Let’s talk about hashes.
As mentioned in the resurrecting post about starting new, I’d like to document my learnings as I’m diving into projects that catch my attention in the decentralization space, such as IPFS. If you aren’t familiar with IPFS or haven’t heard of it, it’s basically a stack of (networking) protocols that enables a fully distributed file storage system to creates a faster, safer and more reliable web.
Hashes play a big role in IPFS as they are used to address content in a distributed network, similar to how Git uses hashes to address commits, trees and binary objects inside a repository (yep, you probably use them on a daily basis, without noticing).
When a system relies on cryptographic hashes as fundamental building blocks, it’s pretty important to have an update strategy in mind in case the hash algorithms used are considered weak or insecure at some point. In this post I’d like to explore how the IPFS project takes advantage of “Multihashes” to ensure hashes are upgradable and can co-exist in the same application.
So… what are hashes again?
Right, let’s get this out of our way quickly. A hash is actually less scary than it sounds. It is really just a function that takes some arbitrary input and returns a fixed-size alphanumeric string. What that alphanumeric string looks like depends on the given hash algorithm.
Let’s make up a simple hash function and say we have a message “abc” which is our input. Our custom hash function’s algorithm takes every character of the input message and moves it forward three letters in the alphabet. This will result in a hash digest “def”.
HASH('abc') // 'def'
There it is. A hash.
Now, if we look at some real world hash functions, they do exactly the same thing (just that the algorithm is more complex obviously). Git for example uses SHA-1, which produces a 160 bit hash, usually rendered as a hexadecimal number, 40 digits long.
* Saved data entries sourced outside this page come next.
//! sprintwerk-server – Bibliotheks-Root
//!
//! Verdrahtet Hub, Broadcaster, WebSocket-Endpunkt und Observability zu
//! einem lauffaehigen Dienst. Business-Services im selben Prozess holen
//! sich den `EventBroadcaster` ueber [`Server::broadcaster`].

pub mod config;
pub mod identitaet;
pub mod ws;

use std::future::Future;
use std::net::SocketAddr;
use std::sync::Arc;
use std::time::Duration;

use anyhow::Result;
use axum::{routing::get, Router};
use sprintwerk_observability::{
    observability_server_starten, request_timing_layer, timing_middleware, HealthState,
    HubKennzahlen, SprintwerkMetrics,
};
use sprintwerk_realtime::{EventBroadcaster, Hub, RaumZugriff, StandardZugriff};
use tokio::sync::watch;
use tokio::task::JoinHandle;
use tokio::time::MissedTickBehavior;
use tokio_util::task::TaskTracker;

use config::ServerConfig;
use identitaet::{HeaderIdentitaet, IdentitaetsAufloeser};
use ws::{ws_handler, AppState, VerbindungsPlaetze};

/// Abstand zwischen zwei Uebernahmen der Hub-Kennzahlen in die Metriken
const KENNZAHLEN_INTERVALL: Duration = Duration::from_secs(5);

/// Haelt den laufenden Server-Zustand zusammen
pub struct Server {
    config: ServerConfig,
    hub: Arc<Hub>,
    broadcaster: EventBroadcaster,
    metriken: SprintwerkMetrics,
    health: HealthState,
    identitaet: Arc<dyn IdentitaetsAufloeser>,
    zugriff: Arc<dyn RaumZugriff>,
    plaetze: VerbindungsPlaetze,
    verbindungen: TaskTracker,
}

impl Server {
    /// Baut alle Komponenten aus der Konfiguration, startet aber noch nichts
    pub fn neu(config: ServerConfig) -> Result<Self> {
        let hub = Hub::neu(config.realtime_config());
        let broadcaster = EventBroadcaster::neu(Arc::clone(&hub));
        let identitaet = HeaderIdentitaet::neu(&config.auth.identitaets_header)?;

        Ok(Self {
            hub,
            broadcaster,
            metriken: SprintwerkMetrics::neu()?,
            health: HealthState::neu(),
            identitaet: Arc::new(identitaet),
            zugriff: Arc::new(StandardZugriff),
            plaetze: VerbindungsPlaetze::neu(config.server.max_verbindungen),
            verbindungen: TaskTracker::new(),
            config,
        })
    }

    /// Ersetzt die Raum-Zugriffsregel (z.B. durch eine Mitgliedschaftspruefung)
    pub fn mit_zugriff(mut self, zugriff: Arc<dyn RaumZugriff>) -> Self {
        self.zugriff = zugriff;
        self
    }

    /// Ersetzt die Identitaets-Aufloesung
    pub fn mit_identitaet(mut self, identitaet: Arc<dyn IdentitaetsAufloeser>) -> Self {
        self.identitaet = identitaet;
        self
    }

    pub fn config(&self) -> &ServerConfig {
        &self.config
    }

    pub fn hub(&self) -> &Arc<Hub> {
        &self.hub
    }

    /// Einstiegspunkt fuer Domain-Events aus den Business-Services
    pub fn broadcaster(&self) -> EventBroadcaster {
        self.broadcaster.clone()
    }

    pub fn metriken(&self) -> &SprintwerkMetrics {
        &self.metriken
    }

    /// HTTP-Router mit dem WebSocket-Endpunkt
    pub fn app(&self) -> Router {
        let state = AppState {
            hub: Arc::clone(&self.hub),
            identitaet: Arc::clone(&self.identitaet),
            zugriff: Arc::clone(&self.zugriff),
            plaetze: self.plaetze.clone(),
            verbindungen: self.verbindungen.clone(),
        };

        Router::new()
            .route(&self.config.netzwerk.ws_pfad, get(ws_handler))
            .with_state(state)
            .layer(axum::middleware::from_fn_with_state(
                self.metriken.clone(),
                timing_middleware,
            ))
            .layer(request_timing_layer())
    }

    /// Startet alle Subsysteme und laeuft bis Ctrl-C
    pub async fn starten(self) -> Result<()> {
        let listener = tokio::net::TcpListener::bind(self.config.bind_adresse()).await?;
        self.starten_mit(listener, async {
            if let Err(e) = tokio::signal::ctrl_c().await {
                tracing::error!(fehler = %e, "Shutdown-Signal nicht verfuegbar");
            }
        })
        .await
    }

    /// Laeuft auf `listener` bis `signal` endet
    ///
    /// Reihenfolge:
    /// 1. Heartbeat und Kennzahlen-Abgleich starten
    /// 2. Observability-Server starten (falls aktiviert)
    /// 3. HTTP/WebSocket-Anfragen bedienen
    /// 4. Nach dem Signal alle Verbindungen trennen und warten, bis jede
    ///    ihren Close-Frame geschrieben hat
    pub async fn starten_mit<F>(self, listener: tokio::net::TcpListener, signal: F) -> Result<()>
    where
        F: Future<Output = ()> + Send + 'static,
    {
        let (shutdown_tx, shutdown_rx) = watch::channel(false);

        let heartbeat = self.hub.heartbeat_starten(shutdown_rx.clone());
        self.health.heartbeat_setzen(true);

        let abgleich = kennzahlen_abgleich_starten(
            Arc::clone(&self.hub),
            self.metriken.clone(),
            self.health.clone(),
            shutdown_rx.clone(),
        );

        let observability = if self.config.observability.aktiviert {
            let addr: SocketAddr = self.config.observability_bind_adresse().parse()?;
            Some(tokio::spawn(observability_server_starten(
                addr,
                self.metriken.clone(),
                self.health.clone(),
                shutdown_rx.clone(),
            )))
        } else {
            None
        };

        tracing::info!(
            server_name = %self.config.server.name,
            adresse = %listener.local_addr()?,
            pfad = %self.config.netzwerk.ws_pfad,
            max_verbindungen = self.config.server.max_verbindungen,
            "Server gestartet"
        );

        let hub = Arc::clone(&self.hub);
        axum::serve(listener, self.app())
            .with_graceful_shutdown(async move {
                signal.await;
                tracing::info!("Shutdown-Signal empfangen, Server wird beendet");
                let _ = shutdown_tx.send(true);
                let getrennt = hub.alle_trennen();
                tracing::info!(verbindungen = getrennt, "Alle Verbindungen getrennt");
            })
            .await?;

        // Upgrades laufen ausserhalb von axum::serve weiter
        self.verbindungen.close();
        let frist = self.hub.config().schreib_deadline() + Duration::from_secs(1);
        if tokio::time::timeout(frist, self.verbindungen.wait()).await.is_err() {
            tracing::warn!(
                offen = self.verbindungen.len(),
                "Verbindungen nicht innerhalb der Frist beendet"
            );
        }

        if let Err(e) = heartbeat.await {
            tracing::warn!(fehler = %e, "Heartbeat-Task abgebrochen");
        }
        self.health.heartbeat_setzen(false);
        if let Err(e) = abgleich.await {
            tracing::warn!(fehler = %e, "Kennzahlen-Abgleich abgebrochen");
        }

        if let Some(task) = observability {
            match task.await {
                Ok(Err(e)) => {
                    tracing::warn!(fehler = %e, "Observability-Server beendet mit Fehler")
                }
                Err(e) => tracing::warn!(fehler = %e, "Observability-Task abgebrochen"),
                Ok(Ok(())) => {}
            }
        }

        tracing::info!("Server beendet");
        Ok(())
    }
}

/// Uebertraegt periodisch die Hub-Zaehler in Prometheus und Health-State
pub fn kennzahlen_abgleich_starten(
    hub: Arc<Hub>,
    metriken: SprintwerkMetrics,
    health: HealthState,
    mut shutdown: watch::Receiver<bool>,
) -> JoinHandle<()> {
    tokio::spawn(async move {
        let mut takt = tokio::time::interval(KENNZAHLEN_INTERVALL);
        takt.set_missed_tick_behavior(MissedTickBehavior::Skip);

        loop {
            tokio::select! {
                _ = takt.tick() => kennzahlen_uebernehmen(&hub, &metriken, &health),
                ergebnis = shutdown.changed() => {
                    if ergebnis.is_err() || *shutdown.borrow() {
                        break;
                    }
                }
            }
        }
        kennzahlen_uebernehmen(&hub, &metriken, &health);
    })
}

fn kennzahlen_uebernehmen(hub: &Hub, metriken: &SprintwerkMetrics, health: &HealthState) {
    let statistik = hub.statistik();
    let verbindungen = hub.verbindungs_anzahl();

    metriken.hub_uebernehmen(&HubKennzahlen {
        verbindungen,
        online_users: hub.online_users().len(),
        raeume: hub.raum_anzahl(),
        zugestellt: statistik.zugestellt,
        verworfen: statistik.verworfen,
        rueckstau_trennungen: statistik.rueckstau_trennungen,
        serialisierungsfehler: statistik.serialisierungsfehler,
    });
    health.verbindungen_setzen(verbindungen);
}
//! Steuerframes (Client -> Hub)
//!
//! ```json
//! { "action": "join", "room": "project:42" }
//! { "action": "typing", "room": "chat:7", "payload": { "draft": true } }
//! { "action": "ping" }
//! ```
//!
//! ## Design
//! - Unbekannte Aktionen oder kaputtes JSON sind Protokollfehler: der Frame
//!   wird verworfen, die Verbindung bleibt offen
//! - Der Raum-Name wird roh uebernommen und erst beim Verarbeiten validiert,
//!   damit der Client eine konkrete Fehlermeldung bekommt

use serde::{Deserialize, Serialize};

use crate::envelope::Payload;

// ---------------------------------------------------------------------------
// Fehler-Codes
// ---------------------------------------------------------------------------

/// Standardisierte Fehler-Codes fuer `error`-Envelopes
#[derive(Debug, Clone, Copy, PartialEq, Eq, Serialize, Deserialize)]
#[serde(rename_all = "SCREAMING_SNAKE_CASE")]
pub enum ErrorCode {
    InvalidRequest,
    InvalidRoom,
    MissingRoom,
    NotInRoom,
    Forbidden,
    TooManyRooms,
}

impl ErrorCode {
    /// Code im Wire-Format
    pub fn als_str(&self) -> &'static str {
        match self {
            ErrorCode::InvalidRequest => "INVALID_REQUEST",
            ErrorCode::InvalidRoom => "INVALID_ROOM",
            ErrorCode::MissingRoom => "MISSING_ROOM",
            ErrorCode::NotInRoom => "NOT_IN_ROOM",
            ErrorCode::Forbidden => "FORBIDDEN",
            ErrorCode::TooManyRooms => "TOO_MANY_ROOMS",
        }
    }
}

// ---------------------------------------------------------------------------
// Aktionen
// ---------------------------------------------------------------------------

/// Vom Client erlaubte Aktionen
#[derive(Debug, Clone, Copy, PartialEq, Eq, Serialize, Deserialize)]
#[serde(rename_all = "lowercase")]
pub enum Aktion {
    Join,
    Leave,
    Typing,
    Ping,
    Pong,
}

impl Aktion {
    pub fn als_str(&self) -> &'static str {
        match self {
            Aktion::Join => "join",
            Aktion::Leave => "leave",
            Aktion::Typing => "typing",
            Aktion::Ping => "ping",
            Aktion::Pong => "pong",
        }
    }

    /// Aktionen die einen Raum benoetigen
    pub fn braucht_raum(&self) -> bool {
        matches!(self, Aktion::Join | Aktion::Leave | Aktion::Typing)
    }
}

// ---------------------------------------------------------------------------
// Steuerframe
// ---------------------------------------------------------------------------

/// Eingehender Steuerframe
#[derive(Debug, Clone, PartialEq, Serialize, Deserialize)]
pub struct Steuerframe {
    pub action: Aktion,
    #[serde(default, skip_serializing_if = "Option::is_none")]
    pub room: Option<String>,
    #[serde(default, skip_serializing_if = "Option::is_none")]
    pub payload: Option<Payload>,
}

impl Steuerframe {
    /// Parst einen Text-Frame
    pub fn parsen(text: &str) -> serde_json::Result<Self> {
        serde_json::from_str(text)
    }

    /// Baut einen Frame (Client-Seite, Tests)
    pub fn neu(action: Aktion, room: Option<&str>) -> Self {
        Self {
            action,
            room: room.map(str::to_string),
            payload: None,
        }
    }

    pub fn mit_payload(mut self, payload: Payload) -> Self {
        self.payload = Some(payload);
        self
    }

    pub fn to_json(&self) -> serde_json::Result<String> {
        serde_json::to_string(self)
    }
}

// ---------------------------------------------------------------------------
// Tests
// ---------------------------------------------------------------------------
It hashes raw content (binary data), tree objects and commits.
If you have Git installed on your machine, try it yourself! Simply run the following command:
$ echo "abc" | git hash-object --stdin
The returned digest is
8baef1b4abc478178b004d62031cf7fe6db6f903. And yes, a hash algorithm will always return the same hash for a given input. That’s how you can verify integrity when you receive data from a sender. However, it is impossible to derive the input from a hash. Super important characteristic.
To be accurate here, it turns out that Git doesn’t actually hash the raw input, but prepends the input with
blob followed by the size of the content before hashing. This isn’t important right now, but just in case you’re trying to verify the digest with e.g. OpenSSL’s SHA-1 implementation, you’ll notice it’ll return a different hash from ‘abc’.
Also, if you do want to dig deeper (like me), check out this StackOverflow answer.
The bottom line is:
- Hashes are the result of an algorithm transforming an input to a digest
- Algorithms return a fixed length (e.g. SHA1 returns 160 bit hashes)
- They always return the same hash value for a given input
- It is (or should be) impossible to derive the input from a hash
Okay, coming back to this “Multihashes” thing…
The problem with hashes
Hashes are really great. Due to their characteristics, we can use them to verify the integrity of content and data, plus, they can be very compact as well. Unfortunately though, sometimes they turn out to be not secure or strong enough (I’m looking at you, MD5!), or attackers manage to break them. Not something that happens all the time, but it happened.
Imagine a simple, but common scenario in which user passwords are stored in some database. Obviously, we don’t want to store passwords in plain text, that’d be a disaster for many different reasons I don’t think I have to mention here. Perfect use case for hashes right? So let’s go ahead and assume we store those passwords as MD5 hashes. Wonderful, many problems solved with a simple fix.
Now let’s say, cough hypothetically cough 🙃, the next day, MD5 is considered insecure. What are are going to do? Well, we definitely have to upgrade our hash algorithm to something more secure. That turns out to be a challenge though, because we happen to deal with a large, maybe distributed, system and can only upgrade over time.
We need to find a way to slowly (but as fast as possible) upgrade to a different hash algorithm, while keeping the existing system in tact.
Another problem that shouldn’t get less attention, is that existing systems often rely on APIs that simply assume a certain type of hash and its length. Think about how many Git repositories are out there with every single object being a 160 bit hexadecimal hash (40 digits). Imagine what happens when Git switches to SHA-2, a 256 bit hash and how many tools and applications would break.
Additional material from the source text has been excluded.